▶ Your goal:
Your answer must be every line of the data that holds the string "price".

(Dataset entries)
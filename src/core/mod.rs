// Copyright 2025 Tablesplit Contributors
//
// Licensed under the Apache License, Version 2.0 (the "License");
// you may not use this file except in compliance with the License.
// You may obtain a copy of the License at
//
//     http://www.apache.org/licenses/LICENSE-2.0
//
// Unless required by applicable law or agreed to in writing, software
// distributed under the License is distributed on an "AS IS" BASIS,
// WITHOUT WARRANTIES OR CONDITIONS OF ANY KIND, either express or implied.
// See the License for the specific language governing permissions and
// limitations under the License.

//! Core types and definitions for Tablesplit
//!
//! This module contains the columnar substrate the aggregation engine runs on:
//!
//! - [`ColumnType`] - Column kinds (DOUBLE, INTEGER, STRING, BOOLEAN, ...)
//! - [`Value`] - Scalar values with type information
//! - [`Column`] - Named, typed value sequences with missing-value sentinels
//! - [`Table`] - Ordered sets of equal-length columns
//! - [`Error`] - Error types for all operations

pub mod column;
pub mod error;
pub mod table;
pub mod types;
pub mod value;

// Re-export main types for convenience
pub use column::{missing, Column};
pub use error::{Error, Result};
pub use table::Table;
pub use types::ColumnType;
pub use value::{parse_date, parse_date_time, Value};
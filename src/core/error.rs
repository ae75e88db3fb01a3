// Copyright 2025 Tablesplit Contributors
//
// Licensed under the Apache License, Version 2.0 (the "License");
// you may not use this file except in compliance with the License.
// You may obtain a copy of the License at
//
//     http://www.apache.org/licenses/LICENSE-2.0
//
// Unless required by applicable law or agreed to in writing, software
// distributed under the License is distributed on an "AS IS" BASIS,
// WITHOUT WARRANTIES OR CONDITIONS OF ANY KIND, either express or implied.
// See the License for the specific language governing permissions and
// limitations under the License.

//! Error types for Tablesplit
//!
//! This module defines all error types used by the table substrate, the
//! aggregate functions and the summarization executor.

use thiserror::Error;

use super::types::ColumnType;

/// Result type alias for Tablesplit operations
pub type Result<T> = std::result::Result<T, Error>;

/// Main error type for Tablesplit operations
#[derive(Error, Debug, Clone, PartialEq, Eq)]
pub enum Error {
    // =========================================================================
    // Table errors
    // =========================================================================
    /// Column not found in table
    #[error("column '{0}' not found")]
    ColumnNotFound(String),

    /// A column with the same name already exists in the table
    #[error("column '{0}' already exists")]
    DuplicateColumn(String),

    /// Column length does not match the table row count
    #[error("column '{column}' has {got} rows, expected {expected}")]
    ColumnLengthMismatch {
        column: String,
        expected: usize,
        got: usize,
    },

    /// Row index past the end of a column
    #[error("row index {index} out of bounds for length {len}")]
    RowIndexOutOfBounds { index: usize, len: usize },

    // =========================================================================
    // Aggregation errors
    // =========================================================================
    /// No aggregate function applies to the column types it targets
    #[error("incompatible aggregation: {0}")]
    IncompatibleAggregation(String),

    /// A textual cell could not be converted to the requested type
    #[error("cannot parse '{value}' in column '{column}' at row {row} as {target}")]
    ParseFailure {
        column: String,
        row: usize,
        value: String,
        target: ColumnType,
    },

    /// An operation was given a column or value of the wrong type
    #[error("type mismatch in {context}: expected {expected}, got {got}")]
    TypeMismatch {
        context: String,
        expected: String,
        got: ColumnType,
    },

    // =========================================================================
    // Argument errors
    // =========================================================================
    /// Invalid argument
    #[error("invalid argument: {0}")]
    InvalidArgument(String),
}

impl Error {
    /// Create an invalid argument error
    pub fn invalid_argument(msg: impl Into<String>) -> Self {
        Error::InvalidArgument(msg.into())
    }

    /// Create an incompatible aggregation error
    pub fn incompatible_aggregation(msg: impl Into<String>) -> Self {
        Error::IncompatibleAggregation(msg.into())
    }

    /// Create a column not found error
    pub fn column_not_found(name: impl Into<String>) -> Self {
        Error::ColumnNotFound(name.into())
    }

    /// Create a parse failure error for one cell
    pub fn parse_failure(
        column: impl Into<String>,
        row: usize,
        value: impl Into<String>,
        target: ColumnType,
    ) -> Self {
        Error::ParseFailure {
            column: column.into(),
            row,
            value: value.into(),
            target,
        }
    }

    /// Create a type mismatch error
    pub fn type_mismatch(
        context: impl Into<String>,
        expected: impl Into<String>,
        got: ColumnType,
    ) -> Self {
        Error::TypeMismatch {
            context: context.into(),
            expected: expected.into(),
            got,
        }
    }

    /// Returns true if this error was raised while parsing a cell
    pub fn is_parse_failure(&self) -> bool {
        matches!(self, Error::ParseFailure { .. })
    }
}

#[cfg(test)]
mod tests {
    use super::*;

    #[test]
    fn test_error_display() {
        assert_eq!(
            Error::ColumnNotFound("rating".to_string()).to_string(),
            "column 'rating' not found"
        );
        assert_eq!(
            Error::invalid_argument("step must be positive").to_string(),
            "invalid argument: step must be positive"
        );
        assert_eq!(
            Error::parse_failure("price", 3, "abc", ColumnType::Double).to_string(),
            "cannot parse 'abc' in column 'price' at row 3 as DOUBLE"
        );
        assert_eq!(
            Error::type_mismatch("Number True", "BOOLEAN", ColumnType::Double).to_string(),
            "type mismatch in Number True: expected BOOLEAN, got DOUBLE"
        );
    }

    #[test]
    fn test_error_predicates() {
        assert!(Error::parse_failure("c", 0, "x", ColumnType::Double).is_parse_failure());
        assert!(!Error::column_not_found("c").is_parse_failure());
    }

    #[test]
    fn test_error_clone_eq() {
        let err = Error::ColumnLengthMismatch {
            column: "a".to_string(),
            expected: 3,
            got: 4,
        };
        assert_eq!(err.clone(), err);
        assert_eq!(err.to_string(), "column 'a' has 4 rows, expected 3");
    }
}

▶ Solution to this exercise:
            Error::parse_failure("price", 3, "abc", ColumnType::Double).to_string(),
            "cannot parse 'abc' in column 'price' at row 3 as DOUBLE"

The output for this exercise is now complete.